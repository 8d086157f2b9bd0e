//! Turn sub-pipeline output into content units.

use lectern_core::{BatchContext, ContentUnit, MediaFormat, SourceRef};

/// Text produced by one sub-pipeline, before provenance is attached.
#[derive(Debug, Clone, PartialEq)]
pub enum RawUnit {
    /// A chunk of document text.
    Text {
        text: String,
        page: Option<u32>,
        chunk_index: u32,
    },
    /// Caption of a standalone image or an image taken from a PDF.
    Image {
        text: String,
        image_ref: String,
        page: Option<u32>,
    },
    /// Caption of a sampled video frame.
    Frame {
        text: String,
        image_ref: String,
        frame: u32,
        timestamp: f64,
    },
    /// Transcript of an audio file or a video's soundtrack.
    Transcript { text: String, media_format: MediaFormat },
}

impl RawUnit {
    pub fn text(&self) -> &str {
        match self {
            RawUnit::Text { text, .. }
            | RawUnit::Image { text, .. }
            | RawUnit::Frame { text, .. }
            | RawUnit::Transcript { text, .. } => text,
        }
    }

    fn into_unit(self, source: &SourceRef) -> ContentUnit {
        match self {
            RawUnit::Text {
                text,
                page,
                chunk_index,
            } => {
                let unit = ContentUnit::new(source, MediaFormat::Text, text).with_chunk_index(chunk_index);
                match page {
                    Some(page) => unit.with_page(page),
                    None => unit,
                }
            }
            RawUnit::Image {
                text,
                image_ref,
                page,
            } => {
                let unit = ContentUnit::new(source, MediaFormat::Image, text).with_image_ref(image_ref);
                match page {
                    Some(page) => unit.with_page(page),
                    None => unit,
                }
            }
            RawUnit::Frame {
                text,
                image_ref,
                frame,
                timestamp,
            } => ContentUnit::new(source, MediaFormat::Video, text)
                .with_image_ref(image_ref)
                .with_frame(frame, timestamp),
            RawUnit::Transcript { text, media_format } => ContentUnit::new(source, media_format, text),
        }
    }
}

/// Attach source identity and batch context. Units without text are dropped.
pub fn assemble(raw: Vec<RawUnit>, source: &SourceRef, context: &BatchContext) -> Vec<ContentUnit> {
    raw.into_iter()
        .filter(|r| !r.text().trim().is_empty())
        .map(|r| r.into_unit(source).with_context(context))
        .collect()
}

#[cfg(test)]
mod tests {
    use super::*;
    use lectern_core::SourceId;

    #[test]
    fn test_assemble_from_upload_name() {
        let source = SourceRef::from_upload_name("42-lecture.pdf").unwrap();
        let ctx = BatchContext::new().with_subject("Programming").with_course("CS101");
        let units = assemble(
            vec![
                RawUnit::Text {
                    text: "Loops repeat work.".into(),
                    page: Some(3),
                    chunk_index: 0,
                },
                RawUnit::Image {
                    text: "Caption by model:\nA flowchart".into(),
                    image_ref: "42-lecture_page_3_img_0.png".into(),
                    page: Some(3),
                },
            ],
            &source,
            &ctx,
        );

        assert_eq!(units.len(), 2);
        for unit in &units {
            assert_eq!(unit.source_id, SourceId::Numeric(42));
            assert_eq!(unit.source_name, "lecture.pdf");
            assert_eq!(unit.subject.as_deref(), Some("Programming"));
            assert_eq!(unit.course.as_deref(), Some("CS101"));
            assert_eq!(unit.page, Some(3));
            assert!(unit.validate().is_ok());
        }
        assert_eq!(units[0].media_format, MediaFormat::Text);
        assert_eq!(units[0].chunk_index, Some(0));
        assert_eq!(units[1].media_format, MediaFormat::Image);
        assert_ne!(units[0].id, units[1].id);
    }

    #[test]
    fn test_frames_and_transcripts() {
        let source = SourceRef::new(7, "demo.mp4");
        let units = assemble(
            vec![
                RawUnit::Frame {
                    text: "A terminal window".into(),
                    image_ref: "7-demo_time_2.00_frame_0002.png".into(),
                    frame: 2,
                    timestamp: 2.0,
                },
                RawUnit::Transcript {
                    text: "Today we debug.".into(),
                    media_format: MediaFormat::Video,
                },
            ],
            &source,
            &BatchContext::default(),
        );

        assert_eq!(units[0].frame, Some(2));
        assert_eq!(units[0].timestamp, Some(2.0));
        assert_eq!(units[0].media_format, MediaFormat::Video);
        assert_eq!(units[1].media_format, MediaFormat::Video);
        assert_eq!(units[1].frame, None);
        assert!(units.iter().all(|u| u.subject.is_none()));
    }

    #[test]
    fn test_empty_text_is_dropped() {
        let source = SourceRef::new(1, "talk.mp3");
        let units = assemble(
            vec![RawUnit::Transcript {
                text: "  ".into(),
                media_format: MediaFormat::Audio,
            }],
            &source,
            &BatchContext::default(),
        );
        assert!(units.is_empty());
    }

    #[test]
    fn test_ids_are_stable() {
        let source = SourceRef::new(42, "lecture.pdf");
        let raw = vec![RawUnit::Text {
            text: "Same text".into(),
            page: Some(1),
            chunk_index: 4,
        }];
        let a = assemble(raw.clone(), &source, &BatchContext::default());
        let b = assemble(raw, &source, &BatchContext::new().with_subject("Other"));
        assert_eq!(a[0].id, b[0].id);
    }
}
//! Provider seams used by the ingestion pipeline.

use crate::error::ProviderResult;
use async_trait::async_trait;

/// Turns audio bytes into text.
#[async_trait]
pub trait TranscriptionProvider: Send + Sync {
    /// Short name for logs.
    fn name(&self) -> &str;

    /// Transcribe one audio file. `file_name` carries the container extension.
    async fn transcribe(&self, audio: Vec<u8>, file_name: &str) -> ProviderResult<String>;
}

/// Describes an image in text.
#[async_trait]
pub trait VisionProvider: Send + Sync {
    /// Short name for logs.
    fn name(&self) -> &str;

    /// Caption one image of the given MIME type.
    async fn caption(&self, image: &[u8], mime: &str) -> ProviderResult<String>;
}
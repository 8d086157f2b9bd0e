//! Error types for the ingestion pipeline.

use crate::pipeline::FileFailure;
use lectern_process::ProcessError;
use lectern_providers::ProviderError;
use serde::{Deserialize, Serialize};
use std::path::PathBuf;
use thiserror::Error;

/// Result type for ingestion operations.
pub type IngestResult<T> = Result<T, IngestError>;

/// Errors that can occur during ingestion.
#[derive(Error, Debug)]
pub enum IngestError {
    #[error("IO error: {0}")]
    Io(#[from] std::io::Error),

    #[error("Database error: {0}")]
    Database(#[from] lectern_db::DbError),

    #[error("Config error: {0}")]
    Config(#[from] lectern_config::ConfigError),

    #[error("Provider error: {0}")]
    Provider(#[from] ProviderError),

    #[error("Processing error: {0}")]
    Process(#[from] ProcessError),

    #[error("Unsupported file type: {0}")]
    UnsupportedFileType(String),

    #[error("Parse error for {path}: {message}")]
    ParseError { path: PathBuf, message: String },

    #[error("{operation} timed out after {seconds} seconds")]
    Timeout { operation: String, seconds: u64 },

    #[error("Scratch area error: {0}")]
    Scratch(String),

    #[error("Invalid audio plan: {0}")]
    InvalidPlan(String),

    #[error("Background task failed: {0}")]
    Task(String),

    #[error("No file in the batch could be ingested ({} failures)", failures.len())]
    NothingIngested { failures: Vec<FileFailure> },
}

impl IngestError {
    pub(crate) fn parse(path: &std::path::Path, message: impl std::fmt::Display) -> Self {
        IngestError::ParseError {
            path: path.to_path_buf(),
            message: message.to_string(),
        }
    }

    /// Coarse category reported for a failed file.
    pub fn kind(&self) -> FailureKind {
        match self {
            IngestError::UnsupportedFileType(_) => FailureKind::Classification,
            IngestError::Provider(e) if e.is_timeout() => FailureKind::Timeout,
            IngestError::Provider(_) => FailureKind::Provider,
            IngestError::Timeout { .. } => FailureKind::Timeout,
            IngestError::Process(ProcessError::Io(_) | ProcessError::ToolNotFound { .. }) => FailureKind::Io,
            IngestError::Process(_)
            | IngestError::ParseError { .. }
            | IngestError::InvalidPlan(_)
            | IngestError::Task(_) => FailureKind::Decode,
            IngestError::Io(_)
            | IngestError::Database(_)
            | IngestError::Config(_)
            | IngestError::Scratch(_)
            | IngestError::NothingIngested { .. } => FailureKind::Io,
        }
    }
}

/// Category of a per-file failure.
#[derive(Debug, Clone, Copy, PartialEq, Eq, Serialize, Deserialize)]
#[serde(rename_all = "lowercase")]
pub enum FailureKind {
    Classification,
    Provider,
    Decode,
    Io,
    Timeout,
}

impl FailureKind {
    pub fn as_str(&self) -> &'static str {
        match self {
            FailureKind::Classification => "classification",
            FailureKind::Provider => "provider",
            FailureKind::Decode => "decode",
            FailureKind::Io => "io",
            FailureKind::Timeout => "timeout",
        }
    }
}

impl std::fmt::Display for FailureKind {
    fn fmt(&self, f: &mut std::fmt::Formatter<'_>) -> std::fmt::Result {
        write!(f, "{}", self.as_str())
    }
}
//! Lectern DB - SQLite store for ingested content units.

mod database;
mod error;
mod migrations;
mod operations;

pub use database::Database;
pub use error::{DbError, DbResult};
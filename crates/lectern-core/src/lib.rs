//! Lectern Core - Domain types shared by the ingestion pipeline.

mod error;
mod media;
mod source;
mod unit;

pub use error::{Error, Result};
pub use media::*;
pub use source::{BatchContext, SourceId, SourceRef};
pub use unit::{ContentUnit, UnitId};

┄┄┄┄┄┄

WHAT TO DO: Show me each line of the listing above with "SourceId" in it.

SOLUTION BELOW:
    use lectern_core::SourceId;
            assert_eq!(unit.source_id, SourceId::Numeric(42));
pub use source::{BatchContext, SourceId, SourceRef};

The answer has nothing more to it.